◆ **ABOUT THIS EXERCISE**
If a line below includes the string "ExerciseId", copy it.

◆ **SOURCE RECORDS**

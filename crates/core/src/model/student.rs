use std::collections::{BTreeMap, BTreeSet};
use thiserror::Error;

use crate::model::ids::{ExerciseId, StudentId, SubjectId};

#[derive(Debug, Error, Clone, PartialEq, Eq)]
#[non_exhaustive]
pub enum StudentError {
    #[error("student name cannot be empty")]
    EmptyName,
}

/// A tracked pupil and their recorded exercise completions.
///
/// Completion state is a per-subject set of exercise ids; a missing subject
/// key is equivalent to an empty set. The sets record membership only; they
/// are never checked against the catalog, so an id that later disappears
/// from the catalog stays in the set.
#[derive(Debug, Clone, PartialEq, Eq)]
pub struct Student {
    id: StudentId,
    first_name: String,
    last_name: String,
    completed: BTreeMap<SubjectId, BTreeSet<ExerciseId>>,
}

impl Student {
    /// Creates a new Student with no completed exercises.
    ///
    /// # Errors
    ///
    /// Returns `StudentError::EmptyName` if either name is empty or
    /// whitespace-only.
    pub fn new(
        id: StudentId,
        first_name: impl Into<String>,
        last_name: impl Into<String>,
    ) -> Result<Self, StudentError> {
        Ok(Self {
            id,
            first_name: clean_name(first_name)?,
            last_name: clean_name(last_name)?,
            completed: BTreeMap::new(),
        })
    }

    /// Rebuilds a Student from a stored snapshot.
    ///
    /// Performs no name validation so that any previously persisted record
    /// remains loadable.
    #[must_use]
    pub fn from_persisted(
        id: StudentId,
        first_name: String,
        last_name: String,
        completed: BTreeMap<SubjectId, BTreeSet<ExerciseId>>,
    ) -> Self {
        Self {
            id,
            first_name,
            last_name,
            completed,
        }
    }

    // Accessors
    #[must_use]
    pub fn id(&self) -> StudentId {
        self.id
    }

    #[must_use]
    pub fn first_name(&self) -> &str {
        &self.first_name
    }

    #[must_use]
    pub fn last_name(&self) -> &str {
        &self.last_name
    }

    #[must_use]
    pub fn full_name(&self) -> String {
        format!("{} {}", self.first_name, self.last_name)
    }

    #[must_use]
    pub fn completed_exercises(&self) -> &BTreeMap<SubjectId, BTreeSet<ExerciseId>> {
        &self.completed
    }

    /// Completion set for one subject, if any exercise was ever recorded.
    #[must_use]
    pub fn completed_for(&self, subject: &SubjectId) -> Option<&BTreeSet<ExerciseId>> {
        self.completed.get(subject)
    }

    /// Number of completed exercises recorded for one subject.
    #[must_use]
    pub fn completed_count(&self, subject: &SubjectId) -> usize {
        self.completed.get(subject).map_or(0, BTreeSet::len)
    }

    #[must_use]
    pub fn is_completed(&self, subject: &SubjectId, exercise: &ExerciseId) -> bool {
        self.completed
            .get(subject)
            .is_some_and(|set| set.contains(exercise))
    }

    /// Total completions across all subjects.
    ///
    /// Counts every recorded id, including ids that are no longer part of
    /// the catalog.
    #[must_use]
    pub fn total_completed(&self) -> usize {
        self.completed.values().map(BTreeSet::len).sum()
    }

    /// Flips the completion state of one exercise.
    ///
    /// Returns `true` if the exercise is completed after the toggle.
    pub fn toggle_exercise(&mut self, subject: &SubjectId, exercise: &ExerciseId) -> bool {
        let set = self.completed.entry(subject.clone()).or_default();
        if set.remove(exercise) {
            false
        } else {
            set.insert(exercise.clone());
            true
        }
    }

    /// Clears the completion set for one subject, removing its key.
    pub fn reset_subject(&mut self, subject: &SubjectId) {
        self.completed.remove(subject);
    }

    /// Clears all completion state.
    pub fn reset_all(&mut self) {
        self.completed.clear();
    }

    /// Renames the student in place.
    ///
    /// # Errors
    ///
    /// Returns `StudentError::EmptyName` if either name is empty or
    /// whitespace-only; the current names are left untouched.
    pub fn rename(
        &mut self,
        first_name: impl Into<String>,
        last_name: impl Into<String>,
    ) -> Result<(), StudentError> {
        let first_name = clean_name(first_name)?;
        let last_name = clean_name(last_name)?;
        self.first_name = first_name;
        self.last_name = last_name;
        Ok(())
    }
}

fn clean_name(raw: impl Into<String>) -> Result<String, StudentError> {
    let name = raw.into();
    let trimmed = name.trim();
    if trimmed.is_empty() {
        return Err(StudentError::EmptyName);
    }
    Ok(trimmed.to_owned())
}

◆ **OUTPUT FOR THIS EXERCISE**
use crate::model::ids::{ExerciseId, StudentId, SubjectId};
    completed: BTreeMap<SubjectId, BTreeSet<ExerciseId>>,
        completed: BTreeMap<SubjectId, BTreeSet<ExerciseId>>,
    pub fn completed_exercises(&self) -> &BTreeMap<SubjectId, BTreeSet<ExerciseId>> {
    pub fn completed_for(&self, subject: &SubjectId) -> Option<&BTreeSet<ExerciseId>> {
    pub fn is_completed(&self, subject: &SubjectId, exercise: &ExerciseId) -> bool {
    pub fn toggle_exercise(&mut self, subject: &SubjectId, exercise: &ExerciseId) -> bool {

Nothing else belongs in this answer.